In the face of such rise, traditional shoreline rebuilding efforts are proving insufficient — or, in the case of the gabion wall, even destructive. Groups like the Littoral Society and universities like Stockton are counting on fresh approaches like the Forked River reef to usher in a new, more effective and holistic era in coastal resiliency.

Up until the early 1900s, there was an estimated 12,000 acres of oysters throughout Barnegat Bay — nearly all of which have vanished due to overfishing, pollution and disease. “That key part of the bay’s ecological system is gone,” Dillingham said.

Next spring, some 70 million juvenile oysters, or spat, grown by Ocean County shellfisherman Dale Parsons, will be distributed across the inner section of the reef. The hope is that the oysters will set onto the HESCO cages’ shell exteriors and expand to the outer section of the reef and beyond. As the reef grows, it will increasingly absorb the bay’s wave energy, rendering the waters between it and the shoreline not only clear, which will stimulate the growth of submerged aquatic vegetation and other marine species, but also calm, which will reduce the gnawing effect of open water currents, thus reducing erosion.

Avoiding hard structures

“What we’re trying to do,” Dillingham continued, “is protect property through a nature-based system without having to resort to these hard structures, which destroy the shoreline and create a deficit in ecological value.”

Modjeski agreed. “We just need reefs to grow oysters on,” he said. “They’ll help build the needed resiliency and lessen the rate of shoreline erosion.”

Longtime Forked River Beach homeowner Pat Doyle was one of the first residents to begin raising awareness of the erosion. Through meetings with Captain Modjeski and his Littoral Society colleagues, as well as coastal resiliency experts at Stockton University, Doyle has come to believe living shorelines are the best way forward for at-risk communities like hers.

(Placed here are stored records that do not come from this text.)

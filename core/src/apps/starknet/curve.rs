// Copyright (c) 2022-2023 The MobileCoin Foundation

//! The Stark curve and its deterministic ECDSA signer.
//!
//! Curve: y² = x³ + x + b over the Starknet field. Nonces come from an
//! RFC6979 HMAC-SHA256 DRBG with the historical 4-bit right shift applied
//! to each candidate `k`; a random blinding multiplier decorrelates the
//! modular inversion from the nonce. `s` is canonicalised to the lower
//! half-order. Nonce-retry exhaustion is a fatal signing error, never an
//! endless loop.

use hmac::{Hmac, Mac};
use lazy_static::lazy_static;
use num_bigint::BigUint;
use num_traits::{One, Zero};
use rand_core::CryptoRngCore;
use sha2::Sha256;
use zeroize::Zeroize;

use crate::error::Error;

/// Signature component length
pub const SCALAR_SIZE: usize = 32;

/// Nonce candidates tried before giving up
const MAX_SIGN_RETRIES: usize = 10_000;

type HmacSha256 = Hmac<Sha256>;

lazy_static! {
    /// Curve parameters, parsed once
    pub static ref STARK_CURVE: StarkCurve = StarkCurve::new();
}

/// Affine point; (0, 0) encodes the point at infinity
#[derive(Clone, PartialEq, Eq, Debug)]
pub struct CurvePoint {
    pub x: BigUint,
    pub y: BigUint,
}

impl CurvePoint {
    pub fn infinity() -> Self {
        Self {
            x: BigUint::zero(),
            y: BigUint::zero(),
        }
    }

    pub fn is_infinity(&self) -> bool {
        self.x.is_zero() && self.y.is_zero()
    }
}

/// Stark curve domain parameters
pub struct StarkCurve {
    pub prime: BigUint,
    pub a: BigUint,
    pub b: BigUint,
    pub order: BigUint,
    pub order_half: BigUint,
    pub g: CurvePoint,
}

fn parse_hex(s: &[u8]) -> BigUint {
    BigUint::parse_bytes(s, 16).expect("curve constant")
}

impl StarkCurve {
    fn new() -> Self {
        Self {
            prime: parse_hex(
                b"0800000000000011000000000000000000000000000000000000000000000001",
            ),
            a: BigUint::one(),
            b: parse_hex(
                b"06f21413efbe40de150e596d72f7a8c5609ad26c15c915c1f4cdfcb99cee9e89",
            ),
            order: parse_hex(
                b"0800000000000010ffffffffffffffffb781126dcae7b2321e66a241adc64d2f",
            ),
            order_half: parse_hex(
                b"04000000000000087fffffffffffffffdbc08936e573d9190f335120d6e32697",
            ),
            g: CurvePoint {
                x: parse_hex(
                    b"01ef15c18599971b7beced415a40f0c7deacfd9b0d1819e03d723d8bc943cfca",
                ),
                y: parse_hex(
                    b"005668060aa49730b7be4801df46ec62de53ecd11abe43a32873000c36e8dc1f",
                ),
            },
        }
    }

    fn mod_sub(&self, a: &BigUint, b: &BigUint) -> BigUint {
        ((a % &self.prime) + &self.prime - (b % &self.prime)) % &self.prime
    }

    /// Modular inverse in the field (prime modulus, Fermat)
    fn field_inverse(&self, a: &BigUint) -> BigUint {
        a.modpow(&(&self.prime - 2u32), &self.prime)
    }

    /// Point doubling, tangent rule
    pub fn point_double(&self, p: &CurvePoint) -> CurvePoint {
        if p.is_infinity() || p.y.is_zero() {
            return CurvePoint::infinity();
        }

        // lambda = (3x^2 + a) / 2y
        let num = ((&p.x * &p.x) * 3u32 + &self.a) % &self.prime;
        let den = self.field_inverse(&((&p.y * 2u32) % &self.prime));
        let lambda = (num * den) % &self.prime;

        let xr = self.mod_sub(&((&lambda * &lambda) % &self.prime), &(&p.x * 2u32));
        let yr = self.mod_sub(&(&lambda * self.mod_sub(&p.x, &xr) % &self.prime), &p.y);

        CurvePoint { x: xr, y: yr }
    }

    /// Point addition, chord rule
    pub fn point_add(&self, p: &CurvePoint, q: &CurvePoint) -> CurvePoint {
        if p.is_infinity() {
            return q.clone();
        }
        if q.is_infinity() {
            return p.clone();
        }
        if p.x == q.x {
            if (&p.y + &q.y) % &self.prime == BigUint::zero() {
                return CurvePoint::infinity();
            }
            return self.point_double(p);
        }

        let lambda =
            (self.mod_sub(&q.y, &p.y) * self.field_inverse(&self.mod_sub(&q.x, &p.x)))
                % &self.prime;

        let xr = self.mod_sub(
            &self.mod_sub(&((&lambda * &lambda) % &self.prime), &p.x),
            &q.x,
        );
        let yr = self.mod_sub(&(&lambda * self.mod_sub(&p.x, &xr) % &self.prime), &p.y);

        CurvePoint { x: xr, y: yr }
    }

    /// Scalar multiplication, least-significant-bit double-and-add
    pub fn point_multiply(&self, k: &BigUint, p: &CurvePoint) -> CurvePoint {
        let mut result = CurvePoint::infinity();
        let mut addend = p.clone();

        for i in 0..k.bits() {
            if k.bit(i) {
                result = self.point_add(&addend, &result);
            }
            addend = self.point_double(&addend);
        }

        result
    }

    /// True when `p` satisfies the curve equation
    pub fn contains(&self, p: &CurvePoint) -> bool {
        if p.is_infinity() {
            return false;
        }
        let lhs = (&p.y * &p.y) % &self.prime;
        let rhs = ((&p.x * &p.x * &p.x) + (&self.a * &p.x) + &self.b) % &self.prime;
        lhs == rhs
    }
}

/// RFC6979 HMAC-SHA256 deterministic-nonce generator
struct Rfc6979 {
    k: [u8; 32],
    v: [u8; 32],
}

fn hmac_sha256(key: &[u8; 32], parts: &[&[u8]]) -> [u8; 32] {
    let mut mac = HmacSha256::new_from_slice(key).expect("hmac accepts any key length");
    for p in parts {
        mac.update(p);
    }
    mac.finalize().into_bytes().into()
}

impl Rfc6979 {
    fn new(private_key: &[u8; 32], digest: &[u8; 32]) -> Self {
        let mut k = [0u8; 32];
        let mut v = [1u8; 32];

        k = hmac_sha256(&k, &[&v, &[0x00], private_key, digest]);
        v = hmac_sha256(&k, &[&v]);
        k = hmac_sha256(&k, &[&v, &[0x01], private_key, digest]);
        v = hmac_sha256(&k, &[&v]);

        Self { k, v }
    }

    /// Produce the next candidate nonce bytes
    fn next(&mut self) -> [u8; 32] {
        self.v = hmac_sha256(&self.k, &[&self.v]);
        let out = self.v;

        // re-key for the following candidate
        self.k = hmac_sha256(&self.k, &[&self.v, &[0x00]]);
        self.v = hmac_sha256(&self.k, &[&self.v]);

        out
    }
}

impl Drop for Rfc6979 {
    fn drop(&mut self) {
        self.k.zeroize();
        self.v.zeroize();
    }
}

/// Left-pad a scalar to 32 big-endian bytes
pub(crate) fn scalar_to_be32(value: &BigUint) -> [u8; SCALAR_SIZE] {
    let bytes = value.to_bytes_be();
    let mut out = [0u8; SCALAR_SIZE];
    out[SCALAR_SIZE - bytes.len()..].copy_from_slice(&bytes);
    out
}

/// Uniform nonzero scalar below `n`, for the blinding multiplier
fn random_scalar(rng: &mut impl CryptoRngCore, n: &BigUint) -> BigUint {
    loop {
        let mut bytes = [0u8; SCALAR_SIZE];
        rng.fill_bytes(&mut bytes);
        let candidate = BigUint::from_bytes_be(&bytes);
        bytes.zeroize();
        if !candidate.is_zero() && candidate < *n {
            return candidate;
        }
    }
}

/// Public point for a private scalar
pub fn public_point(private_key: &[u8; SCALAR_SIZE]) -> CurvePoint {
    let curve = &*STARK_CURVE;
    let k = BigUint::from_bytes_be(private_key);
    curve.point_multiply(&k, &curve.g)
}

/// X coordinate of the public point, the Starknet public-key encoding
pub fn public_key_x(private_key: &[u8; SCALAR_SIZE]) -> [u8; SCALAR_SIZE] {
    scalar_to_be32(&public_point(private_key).x)
}

/// Sign a 32-byte digest, returning `r ‖ s` (64 bytes).
///
/// Each RFC6979 candidate is shifted right by four bits before the range
/// check; candidates producing zero or out-of-range `k`, `r` or `s` are
/// skipped. Exhausting the retry budget fails the session.
pub fn sign_digest(
    private_key: &[u8; SCALAR_SIZE],
    digest: &[u8; SCALAR_SIZE],
    rng: &mut impl CryptoRngCore,
) -> Result<[u8; 64], Error> {
    let curve = &*STARK_CURVE;
    let n = &curve.order;

    let x = BigUint::from_bytes_be(private_key);
    let z = BigUint::from_bytes_be(digest);

    let mut drbg = Rfc6979::new(private_key, digest);

    for _ in 0..MAX_SIGN_RETRIES {
        let mut candidate = drbg.next();
        let k = BigUint::from_bytes_be(&candidate) >> 4u32;
        candidate.zeroize();

        if k.is_zero() || k >= *n {
            continue;
        }

        let r_point = curve.point_multiply(&k, &curve.g);
        let r = &r_point.x % n;
        if r.is_zero() {
            continue;
        }

        // blind the inversion against side-channel observation
        let blind = random_scalar(rng, n);
        let k_blinded = (&k * &blind) % n;
        let k_inv = k_blinded.modpow(&(n - 2u32), n);

        let mut s = (&x * &r + &z) % n;
        s = (s * k_inv) % n;
        s = (s * blind) % n;
        if s.is_zero() {
            continue;
        }

        if s > curve.order_half {
            s = n - s;
        }

        let mut out = [0u8; 64];
        out[..SCALAR_SIZE].copy_from_slice(&scalar_to_be32(&r));
        out[SCALAR_SIZE..].copy_from_slice(&scalar_to_be32(&s));
        return Ok(out);
    }

    log::error!("stark signing exhausted nonce retries");
    Err(Error::SignError(2))
}

/// ECDSA verification over the Stark curve
pub fn verify_digest(
    public: &CurvePoint,
    digest: &[u8; SCALAR_SIZE],
    signature: &[u8; 64],
) -> bool {
    let curve = &*STARK_CURVE;
    let n = &curve.order;

    let r = BigUint::from_bytes_be(&signature[..SCALAR_SIZE]);
    let s = BigUint::from_bytes_be(&signature[SCALAR_SIZE..]);
    if r.is_zero() || s.is_zero() || r >= *n || s >= *n {
        return false;
    }

    let z = BigUint::from_bytes_be(digest);
    let w = s.modpow(&(n - 2u32), n);
    let u1 = (&z * &w) % n;
    let u2 = (&r * &w) % n;

    let p1 = curve.point_multiply(&u1, &curve.g);
    let p2 = curve.point_multiply(&u2, public);
    let rp = curve.point_add(&p1, &p2);

    !rp.is_infinity() && (&rp.x % n) == r
}

#[cfg(test)]
mod test {
    use super::*;
    use rand_core::OsRng;

    #[test]
    fn generator_is_on_curve() {
        let curve = &*STARK_CURVE;
        assert!(curve.contains(&curve.g));
    }

    #[test]
    fn point_arithmetic_consistency() {
        let curve = &*STARK_CURVE;

        // 2G computed both ways
        let double = curve.point_double(&curve.g);
        let added = curve.point_add(&curve.g, &curve.g);
        assert_eq!(double, added);
        assert!(curve.contains(&double));

        // 3G = 2G + G = G * 3
        let triple = curve.point_add(&double, &curve.g);
        let by_scalar = curve.point_multiply(&BigUint::from(3u32), &curve.g);
        assert_eq!(triple, by_scalar);

        // n * G = infinity
        let at_order = curve.point_multiply(&curve.order, &curve.g);
        assert!(at_order.is_infinity());
    }

    #[test]
    fn sign_verify_round_trip() {
        let private = [0x41u8; 32];
        let digest = [0x07u8; 32];

        let sig = sign_digest(&private, &digest, &mut OsRng).unwrap();
        let public = public_point(&private);

        assert!(verify_digest(&public, &digest, &sig));

        // wrong digest fails
        let other = [0x08u8; 32];
        assert!(!verify_digest(&public, &other, &sig));

        // wrong key fails
        let wrong = public_point(&[0x42u8; 32]);
        assert!(!verify_digest(&wrong, &digest, &sig));
    }

    #[test]
    fn signatures_are_deterministic_in_r() {
        // the blinding multiplier must not affect the signature value
        let private = [0x11u8; 32];
        let digest = [0x22u8; 32];

        let a = sign_digest(&private, &digest, &mut OsRng).unwrap();
        let b = sign_digest(&private, &digest, &mut OsRng).unwrap();
        assert_eq!(a, b);
    }

    #[test]
    fn s_is_canonical() {
        let curve = &*STARK_CURVE;
        for seed in 1u8..=8 {
            let private = [seed; 32];
            let digest = [seed.wrapping_mul(3); 32];
            let sig = sign_digest(&private, &digest, &mut OsRng).unwrap();
            let s = BigUint::from_bytes_be(&sig[32..]);
            assert!(s <= curve.order_half, "non-canonical s for seed {seed}");
        }
    }

    #[test]
    fn rfc6979_stream_is_deterministic() {
        let mut a = Rfc6979::new(&[1u8; 32], &[2u8; 32]);
        let mut b = Rfc6979::new(&[1u8; 32], &[2u8; 32]);
        assert_eq!(a.next(), b.next());
        assert_eq!(a.next(), b.next());

        let mut c = Rfc6979::new(&[1u8; 32], &[3u8; 32]);
        assert_ne!(a.next(), c.next());
    }
}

“What’s the definition of crazy? Doing the same thing over and over,” said Doyle, referring to what she views as the failures of traditional shoreline hardening.

Standing at the staging ground where volunteers and contractors were busy readying the HESCO cages to be barged out to the project site, filled with rock, and dumped overboard, Doyle held up a black-and-white photograph, taken in 1968, of a large pool that was once a centerpiece of the Bayside Beach Club. The pool, Doyle explained, sat between the homes and the bay — an area that is completely underwater today.

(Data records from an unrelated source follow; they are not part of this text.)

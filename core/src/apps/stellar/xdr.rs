// Copyright (c) 2022-2023 The MobileCoin Foundation

//! Stellar XDR transaction-envelope decoding.
//!
//! Parses the big-endian `ENVELOPE_TYPE_TX` subset this app signs: one
//! ED25519 source account, optional time-bounds preconditions, any memo
//! kind, and exactly one `CREATE_ACCOUNT` or native-asset `PAYMENT`
//! operation. The byte offset at the end of operation parsing
//! ([`DecodedTxn::tagged_txn_len`]) delimits the signature-relevant prefix
//! of the envelope, distinct from the full buffer length.

use crate::cursor::{Cursor, DecodeError};

/// Envelope type tag for an unsigned transaction
pub const ENVELOPE_TYPE_TX: u32 = 2;

/// Maximum memo text bytes
pub const MEMO_TEXT_MAX: usize = 28;

/// Decode / validation failures, host-coded via [`TxnError::code`]
#[derive(Copy, Clone, PartialEq, Debug, thiserror::Error)]
pub enum TxnError {
    #[error("structure exceeds the buffer")]
    ReadSizeMismatch,
    #[error("envelope type not ENVELOPE_TYPE_TX")]
    UnsupportedEnvelopeType,
    #[error("account type not ED25519")]
    UnsupportedAccountType,
    #[error("unsupported preconditions")]
    UnsupportedPreconditions,
    #[error("unknown memo kind")]
    UnsupportedMemo,
    #[error("memo text too long")]
    MemoTooLong,
    #[error("operation count must be one")]
    UnsupportedOperationCount,
    #[error("unsupported operation kind")]
    UnsupportedOperation,
    #[error("non-native asset")]
    UnsupportedAsset,
    #[error("unknown transaction extension")]
    UnsupportedExtension,
}

impl TxnError {
    /// Stable numeric code reported to the host
    pub fn code(&self) -> u32 {
        match self {
            TxnError::ReadSizeMismatch => 1,
            TxnError::UnsupportedEnvelopeType => 2,
            TxnError::UnsupportedAccountType => 3,
            TxnError::UnsupportedPreconditions => 4,
            TxnError::UnsupportedMemo => 5,
            TxnError::MemoTooLong => 6,
            TxnError::UnsupportedOperationCount => 7,
            TxnError::UnsupportedOperation => 8,
            TxnError::UnsupportedAsset => 9,
            TxnError::UnsupportedExtension => 10,
        }
    }
}

impl From<DecodeError> for TxnError {
    fn from(_: DecodeError) -> Self {
        TxnError::ReadSizeMismatch
    }
}

impl From<TxnError> for crate::error::Error {
    fn from(e: TxnError) -> Self {
        crate::error::Error::InvalidTxn(e.code())
    }
}

/// Decoded memo union
#[derive(Clone, PartialEq, Debug)]
pub enum Memo {
    None,
    Text(String),
    Id(u64),
    Hash([u8; 32]),
    Return([u8; 32]),
}

/// The one whitelisted operation
#[derive(Clone, PartialEq, Debug)]
pub enum Operation {
    CreateAccount {
        destination: [u8; 32],
        starting_balance: u64,
    },
    Payment {
        destination: [u8; 32],
        amount: u64,
    },
}

impl Operation {
    pub fn destination(&self) -> &[u8; 32] {
        match self {
            Operation::CreateAccount { destination, .. } => destination,
            Operation::Payment { destination, .. } => destination,
        }
    }

    pub fn amount(&self) -> u64 {
        match self {
            Operation::CreateAccount {
                starting_balance, ..
            } => *starting_balance,
            Operation::Payment { amount, .. } => *amount,
        }
    }

    pub fn name(&self) -> &'static str {
        match self {
            Operation::CreateAccount { .. } => "CREATE_ACCOUNT",
            Operation::Payment { .. } => "PAYMENT",
        }
    }
}

/// Decoded transaction envelope
#[derive(Clone, PartialEq, Debug)]
pub struct DecodedTxn {
    pub source_account: [u8; 32],
    pub fee: u32,
    pub sequence_number: u64,
    pub time_bounds: Option<(u64, u64)>,
    pub memo: Memo,
    pub operation: Operation,
    /// Offset one past the operation body and its extension tag: exactly
    /// the prefix covered by the signature base
    pub tagged_txn_len: usize,
}

fn read_memo(c: &mut Cursor) -> Result<Memo, TxnError> {
    let tag = c.read_u32_be()?;
    match tag {
        0 => Ok(Memo::None),
        1 => {
            let len = c.read_u32_be()? as usize;
            if len > MEMO_TEXT_MAX {
                return Err(TxnError::MemoTooLong);
            }
            let text = c.read_bytes(len)?;
            // XDR pads opaque data to a 4-byte boundary
            let padded = len.div_ceil(4) * 4;
            c.skip(padded - len)?;
            Ok(Memo::Text(String::from_utf8_lossy(text).into_owned()))
        }
        2 => Ok(Memo::Id(c.read_u64_be()?)),
        3 => Ok(Memo::Hash(c.read_array()?)),
        4 => Ok(Memo::Return(c.read_array()?)),
        _ => Err(TxnError::UnsupportedMemo),
    }
}

fn read_operation(c: &mut Cursor) -> Result<Operation, TxnError> {
    let count = c.read_u32_be()?;
    if count != 1 {
        return Err(TxnError::UnsupportedOperationCount);
    }

    // optional per-operation source account
    match c.read_u32_be()? {
        0 => (),
        1 => c.skip(36)?,
        _ => Err(TxnError::UnsupportedAccountType)?,
    }

    let kind = c.read_u32_be()?;
    match kind {
        // CREATE_ACCOUNT
        0 => {
            if c.read_u32_be()? != 0 {
                return Err(TxnError::UnsupportedAccountType);
            }
            let destination = c.read_array()?;
            let starting_balance = c.read_u64_be()?;
            Ok(Operation::CreateAccount {
                destination,
                starting_balance,
            })
        }
        // PAYMENT, native asset only
        1 => {
            if c.read_u32_be()? != 0 {
                return Err(TxnError::UnsupportedAccountType);
            }
            let destination = c.read_array()?;
            if c.read_u32_be()? != 0 {
                return Err(TxnError::UnsupportedAsset);
            }
            let amount = c.read_u64_be()?;
            Ok(Operation::Payment {
                destination,
                amount,
            })
        }
        _ => Err(TxnError::UnsupportedOperation),
    }
}

/// Decode a transaction envelope, never reading past `bytes.len()`
pub fn decode(bytes: &[u8]) -> Result<DecodedTxn, TxnError> {
    let mut c = Cursor::new(bytes);

    if c.read_u32_be()? != ENVELOPE_TYPE_TX {
        return Err(TxnError::UnsupportedEnvelopeType);
    }

    if c.read_u32_be()? != 0 {
        return Err(TxnError::UnsupportedAccountType);
    }
    let source_account = c.read_array()?;

    let fee = c.read_u32_be()?;
    let sequence_number = c.read_u64_be()?;

    let time_bounds = match c.read_u32_be()? {
        0 => None,
        1 => {
            let min = c.read_u64_be()?;
            let max = c.read_u64_be()?;
            Some((min, max))
        }
        _ => return Err(TxnError::UnsupportedPreconditions),
    };

    let memo = read_memo(&mut c)?;
    let operation = read_operation(&mut c)?;

    // transaction extension closes the signature-relevant prefix
    if c.read_u32_be()? != 0 {
        return Err(TxnError::UnsupportedExtension);
    }
    let tagged_txn_len = c.offset();

    Ok(DecodedTxn {
        source_account,
        fee,
        sequence_number,
        time_bounds,
        memo,
        operation,
        tagged_txn_len,
    })
}

#[cfg(test)]
pub(crate) mod test {
    use super::*;

    /// Build a canonical payment envelope (test / host-side helper)
    pub fn build_payment_txn(
        source: [u8; 32],
        destination: [u8; 32],
        amount: u64,
        fee: u32,
        sequence: u64,
        memo: &Memo,
    ) -> Vec<u8> {
        let mut out = Vec::new();
        out.extend_from_slice(&ENVELOPE_TYPE_TX.to_be_bytes());
        out.extend_from_slice(&0u32.to_be_bytes());
        out.extend_from_slice(&source);
        out.extend_from_slice(&fee.to_be_bytes());
        out.extend_from_slice(&sequence.to_be_bytes());
        // time bounds [0, 0]
        out.extend_from_slice(&1u32.to_be_bytes());
        out.extend_from_slice(&0u64.to_be_bytes());
        out.extend_from_slice(&0u64.to_be_bytes());

        match memo {
            Memo::None => out.extend_from_slice(&0u32.to_be_bytes()),
            Memo::Text(t) => {
                out.extend_from_slice(&1u32.to_be_bytes());
                out.extend_from_slice(&(t.len() as u32).to_be_bytes());
                out.extend_from_slice(t.as_bytes());
                out.resize(out.len() + (t.len().div_ceil(4) * 4 - t.len()), 0);
            }
            Memo::Id(id) => {
                out.extend_from_slice(&2u32.to_be_bytes());
                out.extend_from_slice(&id.to_be_bytes());
            }
            Memo::Hash(h) => {
                out.extend_from_slice(&3u32.to_be_bytes());
                out.extend_from_slice(h);
            }
            Memo::Return(h) => {
                out.extend_from_slice(&4u32.to_be_bytes());
                out.extend_from_slice(h);
            }
        }

        // one payment operation, no per-op source account
        out.extend_from_slice(&1u32.to_be_bytes());
        out.extend_from_slice(&0u32.to_be_bytes());
        out.extend_from_slice(&1u32.to_be_bytes());
        out.extend_from_slice(&0u32.to_be_bytes());
        out.extend_from_slice(&destination);
        out.extend_from_slice(&0u32.to_be_bytes());
        out.extend_from_slice(&amount.to_be_bytes());

        // extension
        out.extend_from_slice(&0u32.to_be_bytes());
        out
    }

    #[test]
    fn decode_payment_round_trip() {
        let source = [0x10u8; 32];
        let dest = [0x20u8; 32];
        let bytes = build_payment_txn(source, dest, 50_000_000, 100, 12345, &Memo::None);

        let tx = decode(&bytes).unwrap();
        assert_eq!(tx.source_account, source);
        assert_eq!(tx.fee, 100);
        assert_eq!(tx.sequence_number, 12345);
        assert_eq!(tx.time_bounds, Some((0, 0)));
        assert_eq!(tx.memo, Memo::None);
        assert_eq!(tx.operation.destination(), &dest);
        assert_eq!(tx.operation.amount(), 50_000_000);
        // the whole buffer is signature-relevant here
        assert_eq!(tx.tagged_txn_len, bytes.len());
    }

    #[test]
    fn decode_memo_variants() {
        let m = Memo::Text("hello".to_string());
        let bytes = build_payment_txn([1; 32], [2; 32], 7, 100, 1, &m);
        assert_eq!(decode(&bytes).unwrap().memo, m);

        let m = Memo::Id(0xdead_beef);
        let bytes = build_payment_txn([1; 32], [2; 32], 7, 100, 1, &m);
        assert_eq!(decode(&bytes).unwrap().memo, m);

        let m = Memo::Hash([9u8; 32]);
        let bytes = build_payment_txn([1; 32], [2; 32], 7, 100, 1, &m);
        assert_eq!(decode(&bytes).unwrap().memo, m);
    }

    #[test]
    fn rejects_wrong_envelope_type() {
        let mut bytes = build_payment_txn([1; 32], [2; 32], 7, 100, 1, &Memo::None);
        bytes[3] = 3;
        assert_eq!(
            decode(&bytes).unwrap_err(),
            TxnError::UnsupportedEnvelopeType
        );
    }

    #[test]
    fn rejects_non_native_asset() {
        let mut bytes = build_payment_txn([1; 32], [2; 32], 7, 100, 1, &Memo::None);
        // asset type tag sits 12 bytes from the end (asset + amount + ext)
        let off = bytes.len() - 16;
        bytes[off + 3] = 1;
        assert_eq!(decode(&bytes).unwrap_err(), TxnError::UnsupportedAsset);
    }

    #[test]
    fn rejects_multi_operation() {
        let mut bytes = build_payment_txn([1; 32], [2; 32], 7, 100, 1, &Memo::None);
        // operation count is the first u32 after the memo tag; locate it by
        // rebuilding: header(4)+acct(4+32)+fee(4)+seq(8)+precond(4+16)+memo(4)
        let off = 4 + 36 + 4 + 8 + 20 + 4;
        bytes[off + 3] = 2;
        assert_eq!(
            decode(&bytes).unwrap_err(),
            TxnError::UnsupportedOperationCount
        );
    }

    #[test]
    fn rejects_oversized_memo_text() {
        let mut bytes = Vec::new();
        bytes.extend_from_slice(&ENVELOPE_TYPE_TX.to_be_bytes());
        bytes.extend_from_slice(&0u32.to_be_bytes());
        bytes.extend_from_slice(&[0u8; 32]);
        bytes.extend_from_slice(&100u32.to_be_bytes());
        bytes.extend_from_slice(&1u64.to_be_bytes());
        bytes.extend_from_slice(&0u32.to_be_bytes());
        bytes.extend_from_slice(&1u32.to_be_bytes());
        bytes.extend_from_slice(&64u32.to_be_bytes());
        bytes.extend_from_slice(&[b'a'; 64]);

        assert_eq!(decode(&bytes).unwrap_err(), TxnError::MemoTooLong);
    }

    #[test]
    fn truncation_never_panics() {
        let bytes = build_payment_txn([1; 32], [2; 32], 7, 100, 1, &Memo::Text("hi".into()));
        for len in 0..bytes.len() {
            let _ = decode(&bytes[..len]);
        }
        assert!(decode(&bytes).is_ok());
    }
}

She was dismayed at how the state, township, beach club and homeowners have been working independent of one another for so many years. The fractured efforts, she said, had resulted in this mutilated, astonishingly diminished strip of shoreline.

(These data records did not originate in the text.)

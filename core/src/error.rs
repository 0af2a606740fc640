// Copyright (c) 2022-2023 The MobileCoin Foundation

//! Engine errors and their mapping to host-facing error codes.

use vault_apps_proto::error::{DataFlowError, HostError, UserRejection};

/// Engine errors shared by every coin app.
///
/// The first failing step short-circuits the session: the engine clears its
/// context (zeroizing key material) before returning, and the caller relays
/// [`Error::host_error`] to the companion app. None of these are retried:
/// data-flow errors indicate a host bug or malicious input, and retrying
/// deterministic derivation would reproduce the same failure.
#[derive(Copy, Clone, PartialEq, Debug, thiserror::Error)]
pub enum Error {
    /// Request tag does not match the expected protocol step
    #[error("unexpected request for current state")]
    UnexpectedRequest,

    /// Approve/deny decision arrived without a pending prompt
    #[error("no prompt pending")]
    UnexpectedDecision,

    /// Derivation path failed the chain's guard
    #[error("invalid derivation path")]
    InvalidPath,

    /// Wallet id not present on this device
    #[error("unknown wallet")]
    UnknownWallet,

    /// Chunk accounting violation during transaction transfer
    #[error("chunked transfer accounting violation")]
    DataFlow,

    /// Transaction decode or whitelist validation failure; the code is the
    /// chain-specific reason (see each app's `TxnError`)
    #[error("transaction rejected (code {0})")]
    InvalidTxn(u32),

    /// Swap destination does not match the exchange flow's recorded
    /// receive address
    #[error("swap destination mismatch")]
    ExchangeMismatch,

    /// Seed reconstruction flow failed or was aborted
    #[error("seed reconstruction failed")]
    SeedRecovery,

    /// Key derivation failure, sub-code distinguishes call sites
    #[error("key derivation failed ({0})")]
    KeyDerivation(u32),

    /// Signing failure (nonce-retry exhaustion etc.), sub-coded
    #[error("signing failed ({0})")]
    SignError(u32),

    /// User declined a confirmation or verification screen
    #[error("user rejected the operation")]
    Rejected(UserRejection),

    /// Priority-zero event: host abort or device removal
    #[error("session cancelled")]
    Cancelled,
}

impl Error {
    /// Structured error to relay to the host, if any.
    ///
    /// Cancellation produces no response: the host initiated the abort and
    /// no signature is ever sent for a cancelled session.
    pub fn host_error(&self) -> Option<HostError> {
        use Error::*;

        match self {
            UnexpectedRequest | UnexpectedDecision => {
                Some(HostError::CorruptData(DataFlowError::InvalidRequest))
            }
            InvalidPath | UnknownWallet | DataFlow | InvalidTxn(_) | ExchangeMismatch => {
                Some(HostError::CorruptData(DataFlowError::InvalidData))
            }
            SeedRecovery => None,
            KeyDerivation(c) | SignError(c) => Some(HostError::Unknown(*c)),
            Rejected(r) => Some(HostError::UserRejection(*r)),
            Cancelled => None,
        }
    }
}

#[cfg(test)]
mod test {
    use super::*;

    #[test]
    fn cancellation_is_silent() {
        assert_eq!(Error::Cancelled.host_error(), None);
    }

    #[test]
    fn data_errors_report_corrupt_data() {
        assert_eq!(
            Error::InvalidTxn(7).host_error(),
            Some(HostError::CorruptData(DataFlowError::InvalidData))
        );
        assert_eq!(
            Error::UnexpectedRequest.host_error(),
            Some(HostError::CorruptData(DataFlowError::InvalidRequest))
        );
    }

    #[test]
    fn crypto_errors_carry_sub_code() {
        assert_eq!(
            Error::KeyDerivation(1).host_error(),
            Some(HostError::Unknown(1))
        );
        assert_eq!(Error::SignError(2).host_error(), Some(HostError::Unknown(2)));
    }
}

“We need to work in a unified way,” Doyle said. “And we haven’t been doing that.”

Between Doyle and Fiani’s homes was an empty lot that was recently purchased by Kelly Norton and her husband, Chris. Norton, who said she and Chris had never lived at the beach before, had bought the property with the “pipe dream” of building a home and retiring here for the rest of their lives. Like Fiani’s, Norton’s property has also experienced significant land loss in recent years.

“The pipe dream,” she said, “has become a nightmare.”

After acquiring their slice of Barnegat Bay beachfront, the Nortons had learned about all the desperate, ultimately futile piecemeal efforts that had been attempted over the years.

She admitted that when she saw the Littoral Society drop the first huge, rock-filled cages offshore for the pilot stage of the project last winter, “I was, like, what is that eyesore out there?” But after talking with neighbors like Doyle and Fiani, as well as Modjeski and other project partners, Norton’s opinion on living shorelines began to shift.

“For New Jersey, this place is a gem, not just for the people who live here, but for our grandchildren and for the tourists that come,” Norton said. “We are the people who are destroying it, and we need to help fix it — and this project is what’s going to help us.”